Proper allocation of capital is an investor’s number one job.” ~ Charlie Munger
“Charlie and I have only two jobs…One is to attract and keep outstanding managers to run our various operations. The other is capital allocation.” ~ Warren Buffett
One of the great skills that any investor or businessperson can have is a talent for capital allocation. And when it comes to capital allocation skills, one of the people even supposedly the world’s best capital allocators, Warren Buffett, looks at is Tom Murphy.
“Who’s Tom Murphy?” you may wonder.
Well, I’ll discuss more on my key learnings from Mr. Murphy some other day. But here’s what Buffett once told Lawrence Cunningham, the author of Berkshire Beyond Buffett1 about this man – “Most of what I learned about management and capital allocation, I learned from Murph. I kick myself, because I should have applied it much earlier.”
In fact, Mr.

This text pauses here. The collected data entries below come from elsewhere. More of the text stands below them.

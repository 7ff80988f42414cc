/*
 * cache.rs
 * Copyright (c) 2025 Posit, PBC
 */

//! Persistent cache of discovered fields.
//!
//! Entries are keyed by a fingerprint of the engine version and the exact part
//! content. An entry records each field's kind and the positions of its nodes
//! in the pre-order enumeration of the part, so rehydrating needs a single
//! walk over a freshly parsed tree.
//!
//! Layout of the cache directory:
//!
//! ```text
//! <dir>/<fingerprint>.json   cache entry
//! <dir>/<fingerprint>.lock   advisory lock (shared for reads, exclusive for writes)
//! ```
//!
//! Any failure to read or write an entry is reported at debug/warn level and
//! treated as a cache miss.

use std::collections::HashMap;
use std::fs::{self, File, OpenOptions};
use std::io;
use std::path::{Path, PathBuf};

use fs2::FileExt;
use serde::{Deserialize, Serialize};
use sha2::{Digest, Sha256};
use tracing::{debug, warn};
use wordmerge_xml::{NodeId, XmlDocument};

use crate::discovery::discover;
use crate::field::{Field, FieldKind};
use crate::version::ENGINE_VERSION;

#[derive(Debug, Serialize, Deserialize)]
struct CacheEntry {
    engine_version: String,
    fields: Vec<CachedField>,
}

#[derive(Debug, Serialize, Deserialize)]
struct CachedField {
    kind: FieldKind,
    positions: Vec<usize>,
}

/// A directory of field cache entries.
#[derive(Debug, Clone)]
pub struct FieldCache {
    dir: PathBuf,
}

impl FieldCache {
    pub fn new(dir: impl Into<PathBuf>) -> Self {
        Self { dir: dir.into() }
    }

    pub fn dir(&self) -> &Path {
        &self.dir
    }

    /// Hex SHA-256 of the engine version and `content`.
    pub fn fingerprint(content: &str) -> String {
        let mut hasher = Sha256::new();
        hasher.update(ENGINE_VERSION.as_bytes());
        hasher.update([0u8]);
        hasher.update(content.as_bytes());
        hex::encode(hasher.finalize())
    }

    /// Discover the fields of `doc`, which must have been parsed from
    /// `source`, reusing a cached result when one exists.
    pub fn discover(&self, source: &str, doc: &XmlDocument) -> Vec<Field> {
        let key = Self::fingerprint(source);

        if let Some(fields) = self.load(&key, doc) {
            debug!(%key, count = fields.len(), "Field cache hit");
            return fields;
        }

        debug!(%key, "Field cache miss");
        let fields = discover(doc, doc.root());
        if let Err(e) = self.store(&key, doc, &fields) {
            warn!(%key, error = %e, "Failed to write field cache entry");
        }
        fields
    }

    /// Rehydrate the entry `key` against `doc`.
    pub fn load(&self, key: &str, doc: &XmlDocument) -> Option<Vec<Field>> {
        let entry_path = self.entry_path(key);
        if !entry_path.exists() {
            return None;
        }

        let content = match self.read_locked(key, &entry_path) {
            Ok(content) => content,
            Err(e) => {
                debug!(path = %entry_path.display(), error = %e, "Unreadable field cache entry");
                return None;
            }
        };

        let entry: CacheEntry = match serde_json::from_str(&content) {
            Ok(entry) => entry,
            Err(e) => {
                debug!(path = %entry_path.display(), error = %e, "Corrupt field cache entry");
                return None;
            }
        };

        if entry.engine_version != ENGINE_VERSION {
            return None;
        }
        rehydrate(doc, &entry)
    }

    /// Write the entry `key` for `fields` discovered in `doc`.
    pub fn store(&self, key: &str, doc: &XmlDocument, fields: &[Field]) -> io::Result<()> {
        let positions = positions_of(doc);
        let fields = fields
            .iter()
            .map(|field| {
                let positions = field
                    .nodes()
                    .iter()
                    .map(|node| positions.get(node).copied())
                    .collect::<Option<Vec<usize>>>()?;
                Some(CachedField {
                    kind: field.kind(),
                    positions,
                })
            })
            .collect::<Option<Vec<CachedField>>>()
            .ok_or_else(|| {
                io::Error::new(io::ErrorKind::InvalidInput, "field outside of the document")
            })?;

        let entry = CacheEntry {
            engine_version: ENGINE_VERSION.to_string(),
            fields,
        };
        let json = serde_json::to_string(&entry)?;

        fs::create_dir_all(&self.dir)?;
        let lock = self.lock_file(key)?;
        FileExt::lock_exclusive(&lock)?;

        // Write to a temp file then rename so readers never see partial entries
        let entry_path = self.entry_path(key);
        let temp_path = entry_path.with_extension(format!("json.{}.tmp", std::process::id()));
        fs::write(&temp_path, json)?;
        let result = fs::rename(&temp_path, &entry_path);

        FileExt::unlock(&lock)?;
        result
    }

    fn read_locked(&self, key: &str, entry_path: &Path) -> io::Result<String> {
        let lock = self.lock_file(key)?;
        FileExt::lock_shared(&lock)?;
        let content = fs::read_to_string(entry_path);
        FileExt::unlock(&lock)?;
        content
    }

    fn entry_path(&self, key: &str) -> PathBuf {
        self.dir.join(format!("{}.json", key))
    }

    fn lock_file(&self, key: &str) -> io::Result<File> {
        OpenOptions::new()
            .create(true)
            .truncate(false)
            .write(true)
            .open(self.dir.join(format!("{}.lock", key)))
    }
}

fn positions_of(doc: &XmlDocument) -> HashMap<NodeId, usize> {
    doc.descendants(doc.root())
        .enumerate()
        .map(|(index, node)| (node, index))
        .collect()
}

fn rehydrate(doc: &XmlDocument, entry: &CacheEntry) -> Option<Vec<Field>> {
    let nodes: Vec<NodeId> = doc.descendants(doc.root()).collect();

    let mut fields = Vec::with_capacity(entry.fields.len());
    for cached in &entry.fields {
        let field_nodes = cached
            .positions
            .iter()
            .map(|&position| nodes.get(position).copied())
            .collect::<Option<Vec<NodeId>>>()?;
        let field = Field::from_nodes(doc, cached.kind, field_nodes)?;
        if !field.is_valid() {
            return None;
        }
        fields.push(field);
    }
    Some(fields)
}
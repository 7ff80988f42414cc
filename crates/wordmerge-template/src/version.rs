/*
 * version.rs
 * Copyright (c) 2025 Posit, PBC
 */

//! Engine version.
//!
//! The version is part of every field cache key: entries written by one
//! release are never rehydrated by another.

/// Version of the directive engine.
pub const ENGINE_VERSION: &str = env!("CARGO_PKG_VERSION");
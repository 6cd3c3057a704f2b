//! ShipEngine tracking integration.
//!
//! Provides [`ShipEngineClient`], the production
//! [`crate::domain::providers::TrackingProvider`].

mod api_error;
mod client;

pub use client::{DEFAULT_BASE_URL, ShipEngineClient};
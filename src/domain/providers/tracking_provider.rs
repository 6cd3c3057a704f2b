//! Provider trait for shipment tracking lookups.

use crate::domain::entities::TrackingRecord;
use async_trait::async_trait;
use thiserror::Error;

/// Failures surfaced by a tracking provider.
///
/// Callers treat every variant the same way; the distinction only feeds logs
/// and the error detail returned to clients.
#[derive(Debug, Clone, Error, PartialEq, Eq)]
pub enum ProviderError {
    /// The provider answered with a non-success status.
    #[error("{message}")]
    Api { status: u16, message: String },

    /// The request never produced a response (connect, TLS, timeout).
    #[error("Tracking provider request failed: {0}")]
    Transport(String),

    /// The provider answered 2xx with a body that is not a tracking record.
    #[error("Unexpected response from tracking provider: {0}")]
    Decode(String),

    /// The label cannot be addressed at the provider, so no request was sent.
    #[error("Invalid label ID: {0}")]
    InvalidLabel(String),

    /// The client could not be built from its settings.
    #[error("Invalid tracking provider configuration: {0}")]
    Configuration(String),
}

/// External shipping service able to report a shipment's tracking status.
///
/// # Implementations
///
/// - [`crate::infrastructure::shipengine::ShipEngineClient`] - ShipEngine REST API
/// - Test mocks available with `cfg(test)`
#[cfg_attr(test, mockall::automock)]
#[async_trait]
pub trait TrackingProvider: Send + Sync {
    /// Human-readable provider name, used by the health endpoint.
    fn name(&self) -> &str;

    /// Looks up tracking information for a label identifier.
    ///
    /// # Errors
    ///
    /// Returns a [`ProviderError`] for any non-success outcome, including
    /// unknown or malformed label identifiers.
    async fn track_by_label_id(&self, label_id: &str) -> Result<TrackingRecord, ProviderError>;
}
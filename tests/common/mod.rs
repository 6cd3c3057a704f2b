#![allow(dead_code)]

use async_trait::async_trait;
use shipment_tracker::domain::entities::{TrackingEvent, TrackingRecord};
use shipment_tracker::domain::providers::{ProviderError, TrackingProvider};
use shipment_tracker::state::AppState;
use serde_json::json;
use std::sync::{Arc, Mutex};

/// Provider returning a fixed outcome and recording every label it was asked for.
pub struct StubProvider {
    outcome: Result<TrackingRecord, ProviderError>,
    calls: Mutex<Vec<String>>,
}

impl StubProvider {
    pub fn succeeding(record: TrackingRecord) -> Arc<Self> {
        Arc::new(Self {
            outcome: Ok(record),
            calls: Mutex::new(Vec::new()),
        })
    }

    pub fn failing(error: ProviderError) -> Arc<Self> {
        Arc::new(Self {
            outcome: Err(error),
            calls: Mutex::new(Vec::new()),
        })
    }

    pub fn calls(&self) -> Vec<String> {
        self.calls.lock().unwrap().clone()
    }
}

#[async_trait]
impl TrackingProvider for StubProvider {
    fn name(&self) -> &str {
        "Stub"
    }

    async fn track_by_label_id(&self, label_id: &str) -> Result<TrackingRecord, ProviderError> {
        self.calls.lock().unwrap().push(label_id.to_string());
        self.outcome.clone()
    }
}

pub fn create_test_state(provider: Arc<StubProvider>) -> AppState {
    AppState::new(provider)
}

/// A delivered shipment with every display field present.
pub fn delivered_record() -> TrackingRecord {
    let mut record = TrackingRecord {
        tracking_number: "1Z932R800392060079".to_string(),
        status_description: "Delivered".to_string(),
        carrier_status_description: Some("Delivered, Front Door/Porch".to_string()),
        estimated_delivery_date: Some("2024-03-01T17:00:00Z".to_string()),
        actual_delivery_date: Some("2024-03-01T14:32:00Z".to_string()),
        events: vec![TrackingEvent {
            occurred_at: Some("2024-03-01T14:32:00Z".to_string()),
            description: Some("Delivered".to_string()),
            city_locality: Some("AUSTIN".to_string()),
            state_province: Some("TX".to_string()),
            ..Default::default()
        }],
        ..Default::default()
    };
    record.extra.insert("status_code", json!("DE"));
    record.extra.insert("carrier_code", json!("ups"));
    record
}

/// A shipment accepted by the carrier, with no carrier status or dates yet.
pub fn accepted_record() -> TrackingRecord {
    let mut record = TrackingRecord {
        tracking_number: "9400111899223197428490".to_string(),
        status_description: "Accepted".to_string(),
        ..Default::default()
    };
    record.extra.insert("status_code", json!("AC"));
    record
}

pub fn not_found_error() -> ProviderError {
    ProviderError::Api {
        status: 404,
        message: "label_id se-0 was not found".to_string(),
    }
}
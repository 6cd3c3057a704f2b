mod common;

use axum::{Router, routing::get};
use axum_test::TestServer;
use shipment_tracker::api::handlers::health_handler;

#[tokio::test]
async fn test_health_endpoint_success() {
    let provider = common::StubProvider::succeeding(common::accepted_record());
    let app = Router::new()
        .route("/health", get(health_handler))
        .with_state(common::create_test_state(provider.clone()));

    let server = TestServer::new(app).unwrap();

    let response = server.get("/health").await;

    response.assert_status_ok();

    let json = response.json::<serde_json::Value>();
    assert_eq!(json["status"], "healthy");
    assert_eq!(json["version"], env!("CARGO_PKG_VERSION"));
    assert_eq!(json["checks"]["provider"]["status"], "ok");
    assert_eq!(json["checks"]["provider"]["message"], "Stub");

    // Health checks never spend a provider lookup
    assert!(provider.calls().is_empty());
}
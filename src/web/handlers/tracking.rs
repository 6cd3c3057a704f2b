//! Tracking page handlers.

use askama::Template;
use askama_web::WebTemplate;
use axum::{
    Form,
    extract::{Query, State},
    response::{IntoResponse, Redirect, Response},
};
use serde::Deserialize;

use crate::domain::entities::TrackingSummary;
use crate::state::AppState;
use crate::web::page::{PAGE_PATH, PageEffect, PageEvent, PageStatus, TrackingPage};

/// Query string of `GET /tracking`.
#[derive(Debug, Deserialize)]
pub struct TrackingQuery {
    #[serde(rename = "labelId")]
    pub label_id: Option<String>,
}

/// Body of the `POST /tracking` form.
#[derive(Debug, Deserialize)]
pub struct TrackingForm {
    #[serde(rename = "labelId", default)]
    pub label_id: String,
}

/// Template for the tracking page.
///
/// Renders `templates/tracking.html` with:
/// - Label input form
/// - Error message, if any
/// - Tracking details, if a lookup succeeded
/// - Offline notice, hidden until the browser reports losing connectivity
#[derive(Template, WebTemplate)]
#[template(path = "tracking.html")]
pub struct TrackingTemplate {
    pub label_id: String,
    pub loading: bool,
    pub error: Option<String>,
    pub tracking: Option<TrackingSummary>,
}

impl From<&TrackingPage> for TrackingTemplate {
    fn from(page: &TrackingPage) -> Self {
        let (error, tracking) = match page.status() {
            PageStatus::Error(message) => (Some(message.clone()), None),
            PageStatus::Success(record) => (None, Some(record.summary())),
            PageStatus::Idle | PageStatus::Loading | PageStatus::Offline => (None, None),
        };

        Self {
            label_id: page.label_id().to_string(),
            loading: page.is_loading(),
            error,
            tracking,
        }
    }
}

/// Renders the tracking page.
///
/// # Endpoint
///
/// `GET /tracking[?labelId=...]`
///
/// With a non-empty `labelId` the label is looked up before rendering, so a
/// `/tracking?labelId=...` link always opens on the shipment's status.
pub async fn tracking_page_handler(
    State(state): State<AppState>,
    Query(query): Query<TrackingQuery>,
) -> TrackingTemplate {
    let mut page = TrackingPage::new();
    let effects = page.dispatch(PageEvent::Load {
        label_id: query.label_id,
    });

    // The request URL already names the label, so only lookups are performed.
    for effect in effects {
        if let PageEffect::Lookup { lookup, label_id } = effect {
            let event = match state.tracking_service.track(&label_id).await {
                Ok(record) => PageEvent::LookupSucceeded { lookup, record },
                Err(_) => PageEvent::LookupFailed { lookup },
            };
            page.dispatch(event);
        }
    }

    TrackingTemplate::from(&page)
}

/// Handles the tracking form.
///
/// # Endpoint
///
/// `POST /tracking`
///
/// A non-empty label redirects (`303 See Other`) to the shareable
/// `/tracking?labelId=...` link, which performs the lookup. An empty label
/// re-renders the form with "Label ID is required." and no lookup.
pub async fn track_submit_handler(Form(form): Form<TrackingForm>) -> Response {
    let mut page = TrackingPage::new();
    let effects = page.dispatch(PageEvent::Submit(form.label_id));

    for effect in effects {
        if let PageEffect::ReplaceUrl(url) = effect {
            return Redirect::to(&url).into_response();
        }
    }

    TrackingTemplate::from(&page).into_response()
}

/// Sends visitors of the site root to the tracking page.
///
/// # Endpoint
///
/// `GET /`
pub async fn index_handler() -> Redirect {
    Redirect::to(PAGE_PATH)
}
//! Command-line shipment lookup.
//!
//! Looks up a label through the same tracking service the web page uses,
//! without starting the HTTP server.
//!
//! # Usage
//!
//! ```bash
//! # Look up a label
//! cargo run --bin track -- se-28529731
//!
//! # Prompt for the label interactively
//! cargo run --bin track
//!
//! # Include the scan history
//! cargo run --bin track -- se-28529731 --events
//!
//! # Print the provider's record as JSON
//! cargo run --bin track -- se-28529731 --json
//! ```
//!
//! # Environment Variables
//!
//! - `SHIPENGINE_API_KEY` (required): ShipEngine API key
//! - `SHIPENGINE_BASE_URL`, `SHIPENGINE_TIMEOUT_SECS` (optional)

use shipment_tracker::config;
use shipment_tracker::domain::entities::{TrackingEvent, TrackingRecord};
use shipment_tracker::infrastructure::shipengine::ShipEngineClient;
use shipment_tracker::prelude::TrackingService;

use anyhow::{Context, Result};
use chrono::DateTime;
use clap::Parser;
use colored::*;
use dialoguer::Input;
use std::sync::Arc;
use tracing_subscriber::EnvFilter;

/// Look up a shipment's tracking status by label ID.
#[derive(Parser)]
#[command(name = "track")]
#[command(author, version, about, long_about = None)]
struct Cli {
    /// Label ID to track (prompted for when omitted)
    label_id: Option<String>,

    /// Print the provider's tracking record as JSON
    #[arg(long)]
    json: bool,

    /// Also list tracking events
    #[arg(short, long)]
    events: bool,
}

#[tokio::main]
async fn main() -> Result<()> {
    // Load environment variables from .env file
    dotenvy::dotenv().ok();

    tracing_subscriber::fmt()
        .with_env_filter(
            EnvFilter::try_from_default_env().unwrap_or_else(|_| EnvFilter::new("warn")),
        )
        .with_target(false)
        .compact()
        .init();

    let cli = Cli::parse();

    let config = config::load_from_env()?;
    let client = ShipEngineClient::new(
        &config.shipengine_base_url,
        config.shipengine_api_key.clone(),
        config.shipengine_timeout(),
    )
    .context("Failed to build ShipEngine client")?;
    let service = TrackingService::new(Arc::new(client));

    let label_id = match cli.label_id {
        Some(id) => id,
        None => Input::new()
            .with_prompt("Label ID")
            .allow_empty(true)
            .interact_text()?,
    };

    let record = match service.track(&label_id).await {
        Ok(record) => record,
        Err(e) => {
            eprintln!("{} {}", "✗".red().bold(), e.to_string().red());
            std::process::exit(1);
        }
    };

    if cli.json {
        println!(
            "{}",
            serde_json::to_string_pretty(&record).context("Failed to encode tracking record")?
        );
        return Ok(());
    }

    print_details(&record);

    if cli.events {
        print_events(&record.events);
    }

    Ok(())
}

/// Prints the five tracking fields.
fn print_details(record: &TrackingRecord) {
    let summary = record.summary();

    println!("{}", "📦 Tracking Details".bright_blue().bold());
    println!();
    println!("  {:<20} {}", "Tracking Number:".bold(), summary.tracking_number);
    println!("  {:<20} {}", "Status:".bold(), summary.status.green());
    println!("  {:<20} {}", "Carrier Status:".bold(), summary.carrier_status);
    println!(
        "  {:<20} {}",
        "Estimated Delivery:".bold(),
        format_timestamp(&summary.estimated_delivery)
    );
    println!(
        "  {:<20} {}",
        "Actual Delivery:".bold(),
        format_timestamp(&summary.actual_delivery)
    );
}

/// Shortens RFC 3339 timestamps to `YYYY-MM-DD HH:MM UTC`; anything else is
/// printed as reported.
fn format_timestamp(raw: &str) -> String {
    DateTime::parse_from_rfc3339(raw)
        .map(|parsed| parsed.to_utc().format("%Y-%m-%d %H:%M UTC").to_string())
        .unwrap_or_else(|_| raw.to_string())
}

/// Prints the scan history in the order the provider returned it.
fn print_events(events: &[TrackingEvent]) {
    println!();

    if events.is_empty() {
        println!("{}", "No tracking events yet.".yellow());
        return;
    }

    println!("{}", "Events".bright_blue().bold());
    println!("{}", "─".repeat(80).dimmed());

    for event in events {
        let when = event
            .occurred_at
            .as_deref()
            .map(format_timestamp)
            .unwrap_or_else(|| "-".to_string());
        let what = event
            .description
            .as_deref()
            .or(event.status_description.as_deref())
            .unwrap_or("-");
        let place = [
            event.city_locality.as_deref(),
            event.state_province.as_deref(),
            event.country_code.as_deref(),
        ]
        .into_iter()
        .flatten()
        .filter(|part| !part.is_empty())
        .collect::<Vec<_>>()
        .join(", ");

        println!("  {:<22} {} {}", when.dimmed(), what, place.cyan());
    }
}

Murphy has been such a great inspiration for Buffett that when you study what the latter has said and written about managing a business, in many cases you are learning indirectly from the former. That is a good thing since Mr. Murphy did not say or write very much in comparison to Buffett. Like many great capital operators (like Henry Singleton) and managers he mostly let his business results speak for themselves, and did not spend any significant time seeking to be noticed by the public.
Along with Buffett himself, Murphy is one of eight CEOs praised in The Outsiders, a cult business classic, which attempts to define what differentiates a small number of leaders who massively outperform the market through their capital allocation skills.
Buffett is quoted in that book as saying that “Tom Murphy and [his long-time business partner] Dan Burke were probably the greatest two-person combination in management that the world has ever seen or maybe ever will see.”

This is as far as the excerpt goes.